El Mediterráneo es un Auschwitz turístico donde navegan cruceros entre cadáveres africanos

Más de veinte mil migrantes han perdido sus nombres en el Mediterráneo durante el último lustro. Cada ola que bosteza en la orilla de las playas de Europa es uno de ellos: Modu, Lawal, Nbango, Olusola, Nzila, Chakanaka, Muchengeti. Pues bien, para atajar estas muertes burocráticas, Miguel Roldán se marchó en 2017 a Malta. Allí, mientras los políticos hacían la digestión de sus discursos en Bruselas y los señorones en bermudas celebraban el atardecer apolíneo sobre el mar con una copa de champán en la proa, él se pasaba medio día en remojo, como los garbanzos. Y no porque Miguel Roldán sea un buzo de National Geographic. Roldán es un bombero que descubrió que el agua es el peor de los fuegos.

Se había enrolado como voluntario en el barco de la oenegé alemana Jugend Rettet, un pesquero reconvertido en arca de Noé que navegaba entre Italia y Libia rescatando náufragos del abismo, hoy que la vida vale menos que un Big Mac y puede, además, dar con la tuya en la cárcel. Que se lo pregunten, si no, a Helena Maleno, a quien la fiscalía marroquí le pide cadena perpetua por telefonear a Salvamento Marítimo cuando sabe de una barcaza en apuros. La acusan de tráfico de personas.
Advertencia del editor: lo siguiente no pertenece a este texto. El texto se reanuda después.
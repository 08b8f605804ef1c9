use std::path::{Path, PathBuf};
use std::str::FromStr;
use std::time::Duration;

use anyhow::{Context, Result};
use walkdir::WalkDir;

pub const COLLECTION_INPUT: &str = "challenge1b_input.json";
pub const COLLECTION_OUTPUT: &str = "challenge1b_output.json";

/// Tuning knobs for the analysis engines.
#[derive(Debug, Clone)]
pub struct EngineConfig {
    /// Upper bound for one run, after which it ends in a timeout.
    pub timeout: Duration,
    pub max_sections: usize,
    pub max_subsections: usize,
    pub refined_text_chars: usize,
    /// Shell out to `pdftotext` when the built-in parser finds no text.
    pub ocr_fallback: bool,
    /// Delay between stages of the simulated engine.
    pub simulated_step: Duration,
}

impl Default for EngineConfig {
    fn default() -> Self {
        Self {
            timeout: Duration::from_secs(60),
            max_sections: 5,
            max_subsections: 5,
            refined_text_chars: 600,
            ocr_fallback: true,
            simulated_step: Duration::from_millis(1000),
        }
    }
}

#[derive(Debug, Clone)]
pub struct Config {
    pub collections_dir: PathBuf,
    pub engine: EngineConfig,
    /// Level for the crate's own logs when `RUST_LOG` is unset.
    pub log_level: String,
}

impl Config {
    /// Loads configuration from the environment (and `.env` if present),
    /// falling back to defaults for anything unset.
    pub fn from_env() -> Result<Self> {
        dotenvy::dotenv().ok();

        let defaults = EngineConfig::default();
        let collections_dir = match std::env::var("DOCINTEL_COLLECTIONS_DIR") {
            Ok(dir) => PathBuf::from(dir),
            Err(_) => std::env::current_dir()?.join("collections"),
        };

        Ok(Self {
            collections_dir,
            engine: EngineConfig {
                timeout: Duration::from_secs(env_or(
                    "DOCINTEL_TIMEOUT_SECS",
                    defaults.timeout.as_secs(),
                )?),
                max_sections: env_or("DOCINTEL_MAX_SECTIONS", defaults.max_sections)?,
                max_subsections: env_or("DOCINTEL_MAX_SUBSECTIONS", defaults.max_subsections)?,
                refined_text_chars: env_or(
                    "DOCINTEL_REFINED_TEXT_CHARS",
                    defaults.refined_text_chars,
                )?,
                ocr_fallback: env_or("DOCINTEL_OCR_FALLBACK", defaults.ocr_fallback)?,
                simulated_step: Duration::from_millis(env_or(
                    "DOCINTEL_SIMULATED_STEP_MS",
                    defaults.simulated_step.as_millis() as u64,
                )?),
            },
            log_level: std::env::var("DOCINTEL_LOG").unwrap_or_else(|_| "info".to_string()),
        })
    }
}

/// Every collection directory directly under `root` that holds an input
/// manifest, as `(name, input_path, output_path)`.
pub fn collection_paths(root: &Path) -> Result<Vec<(String, PathBuf, PathBuf)>> {
    let mut collections = Vec::new();
    let walker = WalkDir::new(root)
        .min_depth(1)
        .max_depth(1)
        .sort_by(|a, b| a.file_name().cmp(b.file_name()));
    for entry in walker {
        let entry = entry.with_context(|| format!("Failed to list {}", root.display()))?;
        if !entry.file_type().is_dir() {
            continue;
        }
        let input_path = entry.path().join(COLLECTION_INPUT);
        if !input_path.is_file() {
            continue;
        }
        let name = entry.file_name().to_string_lossy().to_string();
        let output_path = entry.path().join(COLLECTION_OUTPUT);
        collections.push((name, input_path, output_path));
    }
    Ok(collections)
}

fn env_or<T>(key: &str, default: T) -> Result<T>
where
    T: FromStr,
    T::Err: std::error::Error + Send + Sync + 'static,
{
    match std::env::var(key) {
        Ok(raw) => raw
            .trim()
            .parse::<T>()
            .with_context(|| format!("Environment variable '{key}' has an invalid value '{raw}'")),
        Err(_) => Ok(default),
    }
}

#[cfg(test)]
mod tests {
    use super::*;

    #[test]
    fn test_defaults_match_advertised_bound() {
        let cfg = EngineConfig::default();
        assert_eq!(cfg.timeout, Duration::from_secs(60));
        assert_eq!(cfg.simulated_step, Duration::from_secs(1));
        assert_eq!(cfg.max_sections, 5);
    }

    #[test]
    fn test_env_or_parses_and_falls_back() {
        std::env::set_var("DOCINTEL_TEST_ENV_OR", " 42 ");
        assert_eq!(env_or::<u64>("DOCINTEL_TEST_ENV_OR", 7).unwrap(), 42);
        std::env::set_var("DOCINTEL_TEST_ENV_OR_BAD", "many");
        assert!(env_or::<u64>("DOCINTEL_TEST_ENV_OR_BAD", 7).is_err());
        assert_eq!(env_or::<u64>("DOCINTEL_TEST_ENV_OR_UNSET", 7).unwrap(), 7);
    }

    #[test]
    fn test_log_level_reads_crate_variable() {
        std::env::set_var("DOCINTEL_LOG", "debug");
        assert_eq!(Config::from_env().unwrap().log_level, "debug");
        std::env::remove_var("DOCINTEL_LOG");
        assert_eq!(Config::from_env().unwrap().log_level, "info");
    }

    #[test]
    fn test_collection_paths_only_lists_dirs_with_input() {
        let root = tempfile::tempdir().unwrap();
        std::fs::create_dir(root.path().join("Collection 2")).unwrap();
        std::fs::write(root.path().join("Collection 2").join(COLLECTION_INPUT), "{}").unwrap();
        std::fs::create_dir(root.path().join("Collection 1")).unwrap();
        std::fs::write(root.path().join("Collection 1").join(COLLECTION_INPUT), "{}").unwrap();
        std::fs::create_dir(root.path().join("empty")).unwrap();
        std::fs::write(root.path().join("stray.json"), "{}").unwrap();

        let found = collection_paths(root.path()).unwrap();
        let names: Vec<_> = found.iter().map(|(n, _, _)| n.as_str()).collect();
        assert_eq!(names, vec!["Collection 1", "Collection 2"]);
        assert!(found[0].2.ends_with(COLLECTION_OUTPUT));
    }
}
Mientras los políticos hacían la digestión de sus discursos, Miguel Roldán salvaba vidas

Igual que los mandarines italianos a varios jóvenes de Jugend Rettet, a pesar de que siempre trabajaban coordinados con las autoridades italianas y libias en aguas internacionales, donde avistaban diariamente más de doscientas balsas con todos los negritos dominicales del Domund dentro, solo que ahora sin lirismos católicos. Estos eran negros de verdad, negros muertos de terror y sed, negros desesperados y febriles, negros mirándose entre sí con disimulo para decidir quién estaba más débil, más deprimido, más acobardado para empujarlo a los salmonetes en el caso de que la balsa de goma siguiera deshinchándose un poco más cada día y comenzara a hundirse por el peso. Quien cayera al agua no duraría ni un minuto, supiera o no nadar. Roldán y sus compañeros lo sabían, y unas veces llegaban a tiempo de salvarlos y otras debían resignarse a ver morir a cuarenta o cincuenta personas porque Italia y Libia se enredaban en una discusión estúpida sobre aguas territoriales. Así estuvo veinte días Miguel, entre la euforia y el abatimiento, sin parar.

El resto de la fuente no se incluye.